3. Check at your outputs: You should have

   croco_his_Y2000M1.nc
   croco_his_Y2000M2.nc
   croco_his_Y2000M3.nc
   croco_avg_Y2000M1.nc
   croco_avg_Y2000M2.nc
   croco_avg_Y2000M3.nc
   croco_rst.nc
   

   Warning

   If you have an error while you run did not BLOW UP, maybe it is because you have define LOGFILE in your cppdefs.h. For using run_croco_inter.in it should be undef.

11.2. Alternative method: online interpolation of atmospheric bulk forcing

Instead of pre-processing your atmospheric bulk forcing, you can use online interpolation of atmospheric bulk forcing.

To do so:

1. Your atmospheric files need to be in a format readable by CROCO: At the moment the following forcing are implemented for online interpolation:

   • In Matlab croco_tools :

     • CFSR data pre-formatted using the script Process_CFSR_files_for_CROCO.sh available in croco_tools

     • ERAI data pre-formatted using reformat_ECMWF.m (used in make_ECMWF.m in the croco_tools)

     • AROME data formatted in Meteo France framework

   • In Python croco_pytools:

     • ERAI data pre-formatted using download_era5.py

2. Edit cppdefs.h In Surface forcing section

   #  define ONLINE
   #  ifdef ONLINE
   #   undef  AROME
   #   undef  ERA_ECMWF
   #  endif
   

   Note

   for ONLINE interpolation, default is CFSR format. AROME and ERA_ECMWF are also available by defining the cpp-keys.
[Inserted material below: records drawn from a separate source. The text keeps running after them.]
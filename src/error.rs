//! Error types for the document question-answering pipeline.

use std::path::PathBuf;

use thiserror::Error;

/// Errors related to configuration.
#[derive(Debug, Error)]
pub enum ConfigError {
    #[error("IO error: {0}")]
    IoError(#[from] std::io::Error),

    #[error("TOML parse error: {0}")]
    TomlParseError(#[from] toml::de::Error),

    #[error("invalid value for {key}: '{value}' ({reason})")]
    InvalidValue {
        key: String,
        value: String,
        reason: String,
    },

    #[error("validation error: {0}")]
    ValidationError(String),
}

/// Errors related to loading and extracting documents.
#[derive(Debug, Error)]
pub enum DocumentError {
    #[error("documents directory not found: {0}")]
    DirectoryNotFound(PathBuf),

    #[error("no documents found in {path} ({skipped} supported file(s) skipped)")]
    NoDocuments { path: PathBuf, skipped: usize },

    #[error("failed to read {path}: {source}")]
    ReadError {
        path: PathBuf,
        #[source]
        source: std::io::Error,
    },

    #[error("failed to extract text from {path}: {message}")]
    ExtractError { path: PathBuf, message: String },

    #[error("file exceeds maximum size: {size} > {max} bytes")]
    TooLarge { size: u64, max: u64 },
}

/// Errors raised while loading or running the local embedding model.
#[derive(Debug, Error)]
pub enum ModelError {
    #[error("model not found: {0}")]
    NotFound(String),

    #[error("model load error: {0}")]
    LoadError(String),

    #[error("tokenizer error: {0}")]
    TokenizerError(String),

    #[error("inference error: {0}")]
    InferenceError(String),
}

/// Errors related to embedding operations.
#[derive(Debug, Error)]
pub enum EmbeddingError {
    #[error("failed to connect to embedding server: {0}")]
    ConnectionError(String),

    #[error("embedding server error: {0}")]
    ServerError(String),

    #[error("invalid embedding response: {0}")]
    InvalidResponse(String),

    #[error("embedding timeout")]
    Timeout,

    #[error("embedding model error: {0}")]
    Model(#[from] ModelError),
}

/// Errors related to the on-disk vector index.
#[derive(Debug, Error)]
pub enum IndexError {
    #[error("vector index not found at {0}")]
    NotFound(PathBuf),

    #[error("vector index at {0} is empty")]
    Empty(PathBuf),

    #[error("vector index is corrupt: {0}")]
    Corrupt(String),

    #[error("vector dimension mismatch: index has {expected}, query has {actual}")]
    DimensionMismatch { expected: usize, actual: usize },

    #[error("storage error: {0}")]
    Storage(#[from] rusqlite::Error),

    #[error("IO error: {0}")]
    Io(#[from] std::io::Error),
}

/// Errors related to the text-generation service.
#[derive(Debug, Error)]
pub enum GenerationError {
    #[error("cannot reach generation service at {url}: {message}")]
    Connection { url: String, message: String },

    #[error("generation service at {url} did not answer within {secs}s")]
    Timeout { url: String, secs: u64 },

    #[error("generation service returned status {status}: {body}")]
    Server { status: u16, body: String },

    #[error("invalid generation response: {0}")]
    InvalidResponse(String),
}

/// Errors surfaced while answering a question.
#[derive(Debug, Error)]
pub enum QueryError {
    #[error("question cannot be empty")]
    EmptyQuestion,

    #[error("embedding error: {0}")]
    Embedding(#[from] EmbeddingError),

    #[error("index error: {0}")]
    Index(#[from] IndexError),

    #[error("generation error: {0}")]
    Generation(#[from] GenerationError),
}

/// Application-level errors that wrap domain errors.
#[derive(Debug, Error)]
pub enum AppError {
    #[error("config error: {0}")]
    Config(#[from] ConfigError),

    #[error("document error: {0}")]
    Document(#[from] DocumentError),

    #[error("embedding error: {0}")]
    Embedding(#[from] EmbeddingError),

    #[error("index error: {0}")]
    Index(#[from] IndexError),

    #[error("generation error: {0}")]
    Generation(#[from] GenerationError),

    #[error("query error: {0}")]
    Query(#[from] QueryError),
}

impl From<ModelError> for AppError {
    fn from(err: ModelError) -> Self {
        AppError::Embedding(EmbeddingError::Model(err))
    }
}

impl IndexError {
    fn hint(&self) -> Option<&'static str> {
        match self {
            IndexError::NotFound(_) | IndexError::Empty(_) => {
                Some("run `rag-one index` first to build the vector index")
            }
            IndexError::Corrupt(_) | IndexError::DimensionMismatch { .. } => Some(
                "rebuild the index with `rag-one index` using the current embedding model",
            ),
            IndexError::Storage(_) | IndexError::Io(_) => {
                Some("check that VECTOR_STORE_PATH is readable and writable")
            }
        }
    }
}

impl GenerationError {
    fn hint(&self) -> Option<&'static str> {
        match self {
            GenerationError::Connection { .. } | GenerationError::Timeout { .. } => Some(
                "check the service URL (OLLAMA_BASE_URL) and that the model server is running",
            ),
            GenerationError::Server { .. } => {
                Some("check that the model (OLLAMA_MODEL) is pulled on the model server")
            }
            GenerationError::InvalidResponse(_) => None,
        }
    }
}

impl EmbeddingError {
    fn hint(&self) -> Option<&'static str> {
        match self {
            EmbeddingError::Model(ModelError::NotFound(_)) => Some(
                "download the ONNX embedding model or set EMBEDDING_MODEL_PATH (or EMBEDDING_BACKEND=ollama)",
            ),
            EmbeddingError::ConnectionError(_) | EmbeddingError::Timeout => {
                Some("check EMBEDDING_URL / OLLAMA_BASE_URL and that the embedding server is running")
            }
            _ => None,
        }
    }
}

impl DocumentError {
    fn hint(&self) -> Option<&'static str> {
        match self {
            DocumentError::DirectoryNotFound(_) | DocumentError::NoDocuments { .. } => {
                Some("place PDF, TXT, DOCX or XLSX files in the documents directory (DOCUMENTS_PATH)")
            }
            _ => None,
        }
    }
}

impl QueryError {
    fn hint(&self) -> Option<&'static str> {
        match self {
            QueryError::EmptyQuestion => Some("provide a question with --question or use --interactive"),
            QueryError::Embedding(e) => e.hint(),
            QueryError::Index(e) => e.hint(),
            QueryError::Generation(e) => e.hint(),
        }
    }
}

impl AppError {
    /// Human-readable remediation hint for this error, if one applies.
    pub fn hint(&self) -> Option<&'static str> {
        match self {
            AppError::Config(_) => Some("check the environment variables and the config file"),
            AppError::Document(e) => e.hint(),
            AppError::Embedding(e) => e.hint(),
            AppError::Index(e) => e.hint(),
            AppError::Generation(e) => e.hint(),
            AppError::Query(e) => e.hint(),
        }
    }
}

/// Find a remediation hint anywhere in an error chain.
pub fn remediation_hint(err: &anyhow::Error) -> Option<&'static str> {
    err.chain().find_map(|cause| {
        if let Some(e) = cause.downcast_ref::<AppError>() {
            e.hint()
        } else if let Some(e) = cause.downcast_ref::<QueryError>() {
            e.hint()
        } else if let Some(e) = cause.downcast_ref::<IndexError>() {
            e.hint()
        } else if let Some(e) = cause.downcast_ref::<GenerationError>() {
            e.hint()
        } else if let Some(e) = cause.downcast_ref::<EmbeddingError>() {
            e.hint()
        } else if let Some(e) = cause.downcast_ref::<DocumentError>() {
            e.hint()
        } else if cause.downcast_ref::<ConfigError>().is_some() {
            Some("check the environment variables and the config file")
        } else {
            None
        }
    })
}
3. Re-compile the model First copy your old executable to keep it, then re-compile

   cp croco croco.bck
   ./jobcomp > jobcomp.log.online
   

4. Link or copy the CFSR files to your DATA directory

   mkdir DATA/CFSR_Benguela_LR/
   #ln -s ~/DATA/METEOROLOGICAL_FORCINGS/CFSR/BENGUELA/CROCO_format/*2005*.nc DATA/CFSR_Benguela_LR/.
   cp ~/DATA/METEOROLOGICAL_FORCINGS/CFSR/BENGUELA/CROCO_format/*2005*.nc DATA/CFSR_Benguela_LR/.
   

5. Check and eventually edit croco_inter.in last section

   online:    byear  bmonth recordsperday byearend bmonthend / data path
              NYONLINE   NMONLINE      4             2011     3
             ../DATA/CFSR_Benguela_LR/
   

6. Re-run the model

   qsub example_job_run_croco_inter.sh
   

   Note

   In case of errors while using ONLINE, it is probably associated to time issues: check the time in your CFSR input files, and check your time origin Yorig.